Re: x86/asm: __clear_user() micro-optimization (was: "Re: [GIT PULL] x86/asm changes for v4.18")

From: Alexey Dobriyan
Date: Tue Jun 05 2018 - 19:20:30 EST


On Tue, Jun 05, 2018 at 04:04:37PM -0700, Linus Torvalds wrote:
> On Tue, Jun 5, 2018 at 4:01 PM Linus Torvalds
> <torvalds@xxxxxxxxxxxxxxxxxxxx> wrote:
> >
> > On Tue, Jun 5, 2018 at 3:41 PM Alexey Dobriyan <adobriyan@xxxxxxxxx> wrote:
> > >
> > > On my potato performance increase is 33%, sheesh.
> > > And CPU starts doing 3 instructions per cycle vs 2.
> >
> > Whee. That's a shockingly big difference.
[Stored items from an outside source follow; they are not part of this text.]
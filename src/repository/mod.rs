//! Repository layer for database operations

pub mod books;
pub mod catalog;
pub mod ledger;
pub mod ratings;
pub mod reservations;

use sqlx::{Pool, Postgres};

/// Main repository struct holding database connection pool
#[derive(Clone)]
pub struct Repository {
    pub pool: Pool<Postgres>,
    pub books: books::BooksRepository,
    pub catalog: catalog::CatalogRepository,
    pub ledger: ledger::LedgerRepository,
    pub ratings: ratings::RatingsRepository,
    pub reservations: reservations::ReservationsRepository,
}

impl Repository {
    /// Create a new repository with the given database pool
    pub fn new(pool: Pool<Postgres>) -> Self {
        Self {
            books: books::BooksRepository::new(pool.clone()),
            catalog: catalog::CatalogRepository::new(pool.clone()),
            ledger: ledger::LedgerRepository::new(pool.clone()),
            ratings: ratings::RatingsRepository::new(pool.clone()),
            reservations: reservations::ReservationsRepository::new(pool.clone()),
            pool,
        }
    }
}
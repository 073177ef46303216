//! Redirect target validation.
//!
//! Only absolute `http`/`https` URLs with a non-empty host are accepted as
//! redirect targets. Anything else (including `javascript:`, `data:` and
//! `file:` schemes) is rejected before a link record is created.

use url::Url;

/// Errors produced while validating a redirect target.
#[derive(Debug, thiserror::Error)]
pub enum UrlValidationError {
    #[error("Invalid URL format: {0}")]
    InvalidFormat(String),

    #[error("Only HTTP and HTTPS protocols are allowed")]
    UnsupportedProtocol,

    #[error("URL must have a non-empty host")]
    MissingHost,
}

/// Validates that `input` is an absolute `http`/`https` URL with a host.
///
/// # Errors
///
/// Returns [`UrlValidationError::InvalidFormat`] for malformed or relative
/// URLs, [`UrlValidationError::UnsupportedProtocol`] for any scheme other
/// than `http`/`https`, and [`UrlValidationError::MissingHost`] when the
/// host part is absent or empty.
pub fn validate_redirect_url(input: &str) -> Result<(), UrlValidationError> {
    let url = Url::parse(input).map_err(|e| UrlValidationError::InvalidFormat(e.to_string()))?;

    match url.scheme() {
        "http" | "https" => {}
        _ => return Err(UrlValidationError::UnsupportedProtocol),
    }

    match url.host_str() {
        Some(host) if !host.is_empty() => Ok(()),
        _ => Err(UrlValidationError::MissingHost),
    }
}
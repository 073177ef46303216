//! Application error taxonomy and HTTP mapping.
//!
//! Errors are surfaced to clients as a JSON envelope:
//!
//! ```json
//! { "error": { "code": "not_found", "message": "...", "details": {} } }
//! ```
//!
//! `Expired` is kept distinct from `NotFound` so callers can tell "this link
//! expired" apart from "this link never existed". None of these errors are
//! retried by the core; the only automatic retry in the system is the bounded
//! code-allocation loop in
//! [`crate::application::services::LinkService`].

use axum::{
    http::StatusCode,
    response::{IntoResponse, Response},
    Json,
};
use serde::Serialize;
use serde_json::{json, Value};

#[derive(Serialize)]
struct ErrorBody {
    error: ErrorInfo,
}

#[derive(Serialize)]
struct ErrorInfo {
    code: &'static str,
    message: String,
    details: Value,
}

#[derive(Debug)]
pub enum AppError {
    /// Malformed input: invalid URL, empty short code, out-of-range expiry.
    Validation { message: String, details: Value },
    /// No record exists for the given id or code.
    NotFound { message: String, details: Value },
    /// The record exists but is past its validity window.
    Expired { message: String, details: Value },
    /// A write collided with an existing record (unique constraint).
    Conflict { message: String, details: Value },
    /// Storage or other infrastructure failure; retry policy is the caller's.
    Internal { message: String, details: Value },
}

impl AppError {
    pub fn bad_request(message: impl Into<String>, details: Value) -> Self {
        Self::Validation {
            message: message.into(),
            details,
        }
    }

    pub fn not_found(message: impl Into<String>, details: Value) -> Self {
        Self::NotFound {
            message: message.into(),
            details,
        }
    }

    pub fn expired(message: impl Into<String>, details: Value) -> Self {
        Self::Expired {
            message: message.into(),
            details,
        }
    }

    pub fn conflict(message: impl Into<String>, details: Value) -> Self {
        Self::Conflict {
            message: message.into(),
            details,
        }
    }

    pub fn internal(message: impl Into<String>, details: Value) -> Self {
        Self::Internal {
            message: message.into(),
            details,
        }
    }
}

impl std::fmt::Display for AppError {
    fn fmt(&self, f: &mut std::fmt::Formatter<'_>) -> std::fmt::Result {
        let message = match self {
            AppError::Validation { message, .. }
            | AppError::NotFound { message, .. }
            | AppError::Expired { message, .. }
            | AppError::Conflict { message, .. }
            | AppError::Internal { message, .. } => message,
        };
        write!(f, "{message}")
    }
}

impl std::error::Error for AppError {}

impl IntoResponse for AppError {
    fn into_response(self) -> Response {
        let (status, code, message, details) = match self {
            AppError::Validation { message, details } => (
                StatusCode::BAD_REQUEST,
                "validation_error",
                message,
                details,
            ),
            AppError::NotFound { message, details } => {
                (StatusCode::NOT_FOUND, "not_found", message, details)
            }
            AppError::Expired { message, details } => {
                (StatusCode::BAD_REQUEST, "link_expired", message, details)
            }
            AppError::Conflict { message, details } => {
                (StatusCode::CONFLICT, "conflict", message, details)
            }
            AppError::Internal { message, details } => (
                StatusCode::INTERNAL_SERVER_ERROR,
                "internal_error",
                message,
                details,
            ),
        };

        let body = ErrorBody {
            error: ErrorInfo {
                code,
                message,
                details,
            },
        };

        (status, Json(body)).into_response()
    }
}

impl From<sqlx::Error> for AppError {
    fn from(e: sqlx::Error) -> Self {
        if let Some(db) = e.as_database_error() {
            if db.is_unique_violation() {
                return AppError::conflict(
                    "Unique constraint violation",
                    json!({ "constraint": db.constraint() }),
                );
            }
        }

        tracing::error!(error = %e, "database error");
        AppError::internal("Database error", json!({}))
    }
}

impl From<validator::ValidationErrors> for AppError {
    fn from(e: validator::ValidationErrors) -> Self {
        AppError::bad_request(
            "Request validation failed",
            serde_json::to_value(e.field_errors()).unwrap_or_else(|_| json!({})),
        )
    }
}

#[cfg(test)]
mod tests {
    use super::*;

    #[test]
    fn test_expired_is_distinct_from_not_found() {
        let expired = AppError::expired("Link expired", json!({}));
        let missing = AppError::not_found("Unknown code", json!({}));

        assert!(matches!(expired, AppError::Expired { .. }));
        assert!(matches!(missing, AppError::NotFound { .. }));
    }

    #[test]
    fn test_display_uses_message() {
        let err = AppError::bad_request("Invalid URL format", json!({}));
        assert_eq!(err.to_string(), "Invalid URL format");
    }

    #[test]
    fn test_status_codes() {
        let cases = [
            (AppError::bad_request("m", json!({})), StatusCode::BAD_REQUEST),
            (AppError::not_found("m", json!({})), StatusCode::NOT_FOUND),
            (AppError::expired("m", json!({})), StatusCode::BAD_REQUEST),
            (AppError::conflict("m", json!({})), StatusCode::CONFLICT),
            (
                AppError::internal("m", json!({})),
                StatusCode::INTERNAL_SERVER_ERROR,
            ),
        ];

        for (err, expected) in cases {
            assert_eq!(err.into_response().status(), expected);
        }
    }
}
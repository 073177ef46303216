//! Core domain entities representing the business data model.
//!
//! Entities are plain data structures without business logic. Creation and
//! partial update use separate structs (`NewShortLink`, `ShortLinkPatch`)
//! so the store controls id and timestamp assignment.

pub mod link;

pub use link::{NewShortLink, ShortLink, ShortLinkPatch};
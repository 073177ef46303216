//! Pure helper functions used across the application.
//!
//! These modules hold no state and perform no I/O, so they are unit-tested
//! directly without mocking persistence:
//!
//! - [`code_generator`] - Short code candidate generation
//! - [`expiry`] - Expiration timestamps and validity checks
//! - [`url_validator`] - Redirect target validation

pub mod code_generator;
pub mod expiry;
pub mod url_validator;
//! HTTP request/response tracing middleware.

use tower_http::trace::{DefaultMakeSpan, DefaultOnResponse, TraceLayer};
use tower_http::LatencyUnit;
use tracing::Level;

/// Creates a tracing middleware for HTTP requests.
///
/// Opens an `INFO` span per request (method, URI, HTTP version) and logs
/// the status code and latency in milliseconds on response.
pub fn layer()
-> TraceLayer<tower_http::classify::SharedClassifier<tower_http::classify::ServerErrorsAsFailures>>
{
    TraceLayer::new_for_http()
        .make_span_with(DefaultMakeSpan::new().level(Level::INFO))
        .on_response(
            DefaultOnResponse::new()
                .level(Level::INFO)
                .latency_unit(LatencyUnit::Millis),
        )
}
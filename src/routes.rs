//! Top-level router composition.
//!
//! # Route Structure
//!
//! - `GET /health`   - Liveness probe (public)
//! - `GET /{code}`   - Short link redirect (public)
//! - `/api/*`        - Link management REST API
//!
//! All routes share the request tracing middleware.

use axum::routing::get;
use axum::Router;

use crate::api;
use crate::api::handlers::{health_handler, redirect_handler};
use crate::state::AppState;

/// Constructs the application router with all routes and middleware.
pub fn app_router(state: AppState) -> Router {
    Router::new()
        .route("/health", get(health_handler))
        .nest("/api", api::routes::api_routes())
        .route("/{code}", get(redirect_handler))
        .layer(api::middleware::tracing::layer())
        .with_state(state)
}
//! DTO for the link update endpoint.

use chrono::{DateTime, Utc};
use serde::Deserialize;
use serde_with::serde_as;

/// Request body for `PATCH /api/links/{id}`.
///
/// All fields are optional — only provided fields change. The short code
/// and the click counter cannot be edited.
///
/// # `expires_at` semantics
///
/// - **Absent** (`expires_at` not in JSON) → leave existing value unchanged
/// - **`null`** → clear expiry (link never expires)
/// - **Timestamp** → set new expiry
#[serde_as]
#[derive(Debug, Deserialize)]
pub struct UpdateLinkRequest {
    /// New redirect target for this link.
    pub url: Option<String>,

    /// Expiry timestamp. Absent = no change, null = clear, value = set.
    #[serde(default, with = "::serde_with::rust::double_option")]
    pub expires_at: Option<Option<DateTime<Utc>>>,
}
//! DTO for the link creation endpoint.

use serde::Deserialize;
use validator::Validate;

/// Request body for `POST /api/links`.
#[derive(Debug, Deserialize, Validate)]
pub struct CreateLinkRequest {
    /// The original URL to shorten. Scheme and host are validated by the
    /// core before a record is created.
    pub url: String,

    /// Optional lifetime in minutes, between one minute and one year.
    /// Absent means the link never expires.
    #[validate(range(min = 1, max = 525600))]
    pub expires_in_minutes: Option<i64>,
}
//! Domain layer containing business entities and storage contracts.
//!
//! - [`entities`] - Core business data structures
//! - [`repositories`] - Data access trait definitions
//!
//! The domain layer has no dependencies on infrastructure or presentation
//! layers; business logic lives in [`crate::application::services`].

pub mod entities;
pub mod repositories;
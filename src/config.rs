//! Application configuration loaded from environment variables.
//!
//! Configuration is read once at startup in `main` and passed down
//! explicitly; no other component touches the environment. In particular
//! the public base URL used to format display links travels through
//! [`crate::state::AppState`], never through ambient state.
//!
//! ## Required Variables
//!
//! - `DATABASE_URL` - PostgreSQL connection string
//!
//! ## Optional Variables
//!
//! - `BASE_URL`  - Public base for display URLs (default: `http://short.ly`)
//! - `LISTEN`    - Bind address (default: `0.0.0.0:3000`)
//! - `RUST_LOG`  - Log filter (default: `info`)
//! - `DB_MAX_CONNECTIONS` - Pool size (default: 10)
//! - `DB_CONNECT_TIMEOUT` - Pool acquire timeout in seconds (default: 30)

use anyhow::{Context, Result};
use std::env;

/// Service configuration loaded from environment variables.
#[derive(Debug, Clone)]
pub struct Config {
    pub database_url: String,
    /// Public base used to build `{base_url}/{code}` display URLs.
    pub base_url: String,
    pub listen_addr: String,
    pub log_level: String,
    pub db_max_connections: u32,
    pub db_connect_timeout: u64,
}

impl Config {
    /// Loads configuration from environment variables.
    ///
    /// # Errors
    ///
    /// Returns an error if `DATABASE_URL` is missing.
    pub fn from_env() -> Result<Self> {
        let database_url = env::var("DATABASE_URL").context("DATABASE_URL must be set")?;

        let base_url = env::var("BASE_URL").unwrap_or_else(|_| "http://short.ly".to_string());
        let listen_addr = env::var("LISTEN").unwrap_or_else(|_| "0.0.0.0:3000".to_string());
        let log_level = env::var("RUST_LOG").unwrap_or_else(|_| "info".to_string());

        let db_max_connections = env::var("DB_MAX_CONNECTIONS")
            .ok()
            .and_then(|v| v.parse().ok())
            .unwrap_or(10);

        let db_connect_timeout = env::var("DB_CONNECT_TIMEOUT")
            .ok()
            .and_then(|v| v.parse().ok())
            .unwrap_or(30);

        Ok(Self {
            database_url,
            base_url,
            listen_addr,
            log_level,
            db_max_connections,
            db_connect_timeout,
        })
    }
}
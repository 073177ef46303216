//! Handlers for link management endpoints.

use axum::{
    extract::{Path, State},
    http::StatusCode,
    Json,
};
use validator::Validate;

use crate::api::dto::{CreateLinkRequest, LinkResponse, UpdateLinkRequest};
use crate::domain::entities::ShortLinkPatch;
use crate::error::AppError;
use crate::state::AppState;

/// Creates a new short link.
///
/// # Endpoint
///
/// `POST /api/links`
///
/// # Request Body
///
/// ```json
/// {
///   "url": "https://example.com",
///   "expires_in_minutes": 60   // optional, 1..=525600
/// }
/// ```
///
/// # Errors
///
/// Returns 400 Bad Request when the URL is not an absolute http(s) URL or
/// the expiry is out of range.
pub async fn create_link_handler(
    State(state): State<AppState>,
    Json(payload): Json<CreateLinkRequest>,
) -> Result<(StatusCode, Json<LinkResponse>), AppError> {
    payload.validate()?;

    let link = state
        .link_service
        .create(payload.url, payload.expires_in_minutes)
        .await?;

    Ok((
        StatusCode::CREATED,
        Json(LinkResponse::from_link(link, &state.base_url)),
    ))
}

/// Lists every link, expired ones included.
///
/// # Endpoint
///
/// `GET /api/links`
pub async fn list_links_handler(
    State(state): State<AppState>,
) -> Result<Json<Vec<LinkResponse>>, AppError> {
    let links = state.link_service.find_all().await?;

    Ok(Json(
        links
            .into_iter()
            .map(|link| LinkResponse::from_link(link, &state.base_url))
            .collect(),
    ))
}

/// Fetches a single link by id.
///
/// # Endpoint
///
/// `GET /api/links/{id}`
///
/// # Errors
///
/// Returns 404 Not Found when no link has this id. Expired links are
/// still returned; expiry only gates resolution.
pub async fn get_link_handler(
    Path(id): Path<i64>,
    State(state): State<AppState>,
) -> Result<Json<LinkResponse>, AppError> {
    let link = state.link_service.find_by_id(id).await?;

    Ok(Json(LinkResponse::from_link(link, &state.base_url)))
}

/// Partially updates a link.
///
/// # Endpoint
///
/// `PATCH /api/links/{id}`
///
/// Only `url` and `expires_at` can change; the short code is immutable and
/// the click counter moves only through the redirect path.
///
/// # Errors
///
/// Returns 404 Not Found when no link has this id, 400 Bad Request when
/// the replacement URL is invalid.
pub async fn update_link_handler(
    Path(id): Path<i64>,
    State(state): State<AppState>,
    Json(payload): Json<UpdateLinkRequest>,
) -> Result<Json<LinkResponse>, AppError> {
    let patch = ShortLinkPatch {
        original_url: payload.url,
        expires_at: payload.expires_at,
    };

    let link = state.link_service.update(id, patch).await?;

    Ok(Json(LinkResponse::from_link(link, &state.base_url)))
}

/// Permanently deletes a link.
///
/// # Endpoint
///
/// `DELETE /api/links/{id}`
///
/// # Errors
///
/// Returns 404 Not Found when no link has this id.
pub async fn delete_link_handler(
    Path(id): Path<i64>,
    State(state): State<AppState>,
) -> Result<StatusCode, AppError> {
    state.link_service.remove(id).await?;

    Ok(StatusCode::NO_CONTENT)
}

/// Read-only metadata peek for a short code.
///
/// # Endpoint
///
/// `GET /api/resolve/{code}`
///
/// Same validation and expiry semantics as the redirect path, but never
/// increments the click counter and never writes.
///
/// # Errors
///
/// Returns 400 Bad Request for an empty code or an expired link, 404 Not
/// Found for an unknown code.
pub async fn link_info_handler(
    Path(code): Path<String>,
    State(state): State<AppState>,
) -> Result<Json<LinkResponse>, AppError> {
    let link = state.link_service.resolve_info(&code).await?;

    Ok(Json(LinkResponse::from_link(link, &state.base_url)))
}
//! Short link lifecycle service.

use std::sync::Arc;

use chrono::{DateTime, Utc};
use rand::Rng;
use serde_json::json;
use tracing::{debug, warn};

use crate::domain::entities::{NewShortLink, ShortLink, ShortLinkPatch};
use crate::domain::repositories::LinkRepository;
use crate::error::AppError;
use crate::utils::code_generator::{
    self, CODE_LENGTH, FALLBACK_CODE_LENGTH,
};
use crate::utils::expiry;
use crate::utils::url_validator::validate_redirect_url;

/// Collision retry budget for code allocation.
const MAX_ATTEMPTS: usize = 10;

/// Service orchestrating the create/resolve/update/delete lifecycle of
/// short links.
///
/// Composes the pure code generator and expiration policy with the storage
/// repository. The service itself holds no mutable state; all state lives
/// behind the repository.
pub struct LinkService {
    repository: Arc<dyn LinkRepository>,
}

impl LinkService {
    /// Creates a new link service over the given repository.
    pub fn new(repository: Arc<dyn LinkRepository>) -> Self {
        Self { repository }
    }

    /// Creates a short link for `original_url`.
    ///
    /// The URL must be an absolute `http`/`https` URL with a non-empty
    /// host. When `expires_in_minutes` is present the link expires that
    /// many minutes after creation; otherwise it never expires.
    ///
    /// # Errors
    ///
    /// Returns [`AppError::Validation`] for an invalid URL and
    /// [`AppError::Internal`] on storage failures.
    pub async fn create(
        &self,
        original_url: String,
        expires_in_minutes: Option<i64>,
    ) -> Result<ShortLink, AppError> {
        validate_redirect_url(&original_url).map_err(|e| {
            AppError::bad_request("Invalid URL format", json!({ "reason": e.to_string() }))
        })?;

        let expires_at = expiry::compute_expiry(Utc::now(), expires_in_minutes);

        self.allocate_and_insert(original_url, expires_at).await
    }

    /// Lists every link, expired ones included.
    ///
    /// Expiration is a resolution-time concern, not a listing concern.
    pub async fn find_all(&self) -> Result<Vec<ShortLink>, AppError> {
        self.repository.find_all().await
    }

    /// Fetches a link by id.
    ///
    /// # Errors
    ///
    /// Returns [`AppError::NotFound`] when no record has this id.
    pub async fn find_by_id(&self, id: i64) -> Result<ShortLink, AppError> {
        self.repository
            .find_by_id(id)
            .await?
            .ok_or_else(|| AppError::not_found("Short link not found", json!({ "id": id })))
    }

    /// Resolves a short code for redirecting, counting the click.
    ///
    /// The click counter is incremented atomically at the storage layer,
    /// so concurrent resolutions of the same code never lose an update.
    ///
    /// # Errors
    ///
    /// Returns [`AppError::Validation`] for an empty or whitespace-only
    /// code, [`AppError::NotFound`] when no record matches, and
    /// [`AppError::Expired`] when the link is past its validity window.
    pub async fn resolve(&self, code: &str) -> Result<ShortLink, AppError> {
        let link = self.lookup_valid(code).await?;

        self.repository
            .increment_clicks(&link.short_code)
            .await?
            .ok_or_else(|| {
                // Deleted between the lookup and the increment.
                AppError::not_found(
                    "Short link not found",
                    json!({ "code": link.short_code }),
                )
            })
    }

    /// Read-only variant of [`Self::resolve`] for metadata display.
    ///
    /// Identical validation and expiry semantics, but never increments the
    /// click counter and never writes.
    pub async fn resolve_info(&self, code: &str) -> Result<ShortLink, AppError> {
        self.lookup_valid(code).await
    }

    /// Applies a partial update to the link with this id.
    ///
    /// Only `original_url` and `expires_at` can change; the short code is
    /// immutable after creation and `clicks` moves only through
    /// [`Self::resolve`].
    ///
    /// # Errors
    ///
    /// Returns [`AppError::NotFound`] when the id is absent and
    /// [`AppError::Validation`] when the replacement URL is invalid.
    pub async fn update(&self, id: i64, patch: ShortLinkPatch) -> Result<ShortLink, AppError> {
        let mut link = self.find_by_id(id).await?;

        if let Some(url) = patch.original_url {
            validate_redirect_url(&url).map_err(|e| {
                AppError::bad_request("Invalid URL format", json!({ "reason": e.to_string() }))
            })?;
            link.original_url = url;
        }

        if let Some(expires_at) = patch.expires_at {
            link.expires_at = expires_at;
        }

        self.repository.save(link).await
    }

    /// Permanently deletes the link with this id.
    ///
    /// # Errors
    ///
    /// Returns [`AppError::NotFound`] when the id is absent.
    pub async fn remove(&self, id: i64) -> Result<(), AppError> {
        let deleted = self.repository.delete(id).await?;

        if !deleted {
            return Err(AppError::not_found(
                "Short link not found",
                json!({ "id": id }),
            ));
        }

        Ok(())
    }

    /// Allocates a unique short code and inserts the record.
    ///
    /// Each attempt draws a fresh random 6-symbol candidate, checks it
    /// against the store, and inserts. A write-time unique violation counts
    /// as a collision too, so losing the check-then-insert race to a
    /// concurrent create just consumes an attempt. Once the budget is
    /// exhausted, falls back to an 8-symbol hash-derived code seeded with
    /// fresh entropy and inserts it without another existence check; at
    /// that length a repeat collision is treated as negligible.
    async fn allocate_and_insert(
        &self,
        original_url: String,
        expires_at: Option<DateTime<Utc>>,
    ) -> Result<ShortLink, AppError> {
        for attempt in 0..MAX_ATTEMPTS {
            let code = code_generator::random_code(CODE_LENGTH);

            if self.repository.find_by_code(&code).await?.is_some() {
                debug!(attempt, code = %code, "candidate code already taken");
                continue;
            }

            let new_link = NewShortLink {
                original_url: original_url.clone(),
                short_code: code,
                expires_at,
            };

            match self.repository.insert(new_link).await {
                Ok(link) => return Ok(link),
                Err(AppError::Conflict { .. }) => {
                    debug!(attempt, "lost code allocation race at write time");
                    continue;
                }
                Err(e) => return Err(e),
            }
        }

        let salt: u64 = rand::rng().random();
        let code = code_generator::derived_code(&original_url, salt, FALLBACK_CODE_LENGTH);
        warn!(code = %code, "collision budget exhausted, using longer fallback code");

        self.repository
            .insert(NewShortLink {
                original_url,
                short_code: code,
                expires_at,
            })
            .await
    }

    /// Shared lookup for the resolution paths: trims and rejects empty
    /// codes, loads the record, and re-checks expiry against the current
    /// clock.
    async fn lookup_valid(&self, code: &str) -> Result<ShortLink, AppError> {
        let code = code.trim();

        if code.is_empty() {
            return Err(AppError::bad_request(
                "Short code cannot be empty",
                json!({}),
            ));
        }

        let link = self
            .repository
            .find_by_code(code)
            .await?
            .ok_or_else(|| {
                AppError::not_found("Short link not found", json!({ "code": code }))
            })?;

        if expiry::is_expired(link.expires_at, Utc::now()) {
            return Err(AppError::expired(
                "Short link has expired",
                json!({ "code": code, "expires_at": link.expires_at }),
            ));
        }

        Ok(link)
    }
}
On my CPU (i7-6700K) it
> > makes absolutely no difference whether the values are integers or in
> > registers.
>
> In fact, looking at Agner Fog's instruction lists, I don't see any CPU
> where it would make a difference, except for the P4 (where the
> immediate looks like it's a bad idea because it's an extra uop, but it
> might pack fine and not be noticeable).
>
> But maybe I'm missing something subtle. What CPU, out of morbid interest?

This is Broadwell Xeon E5-2620 v4.
Which is somewhat strange indeed because it should be modern enough.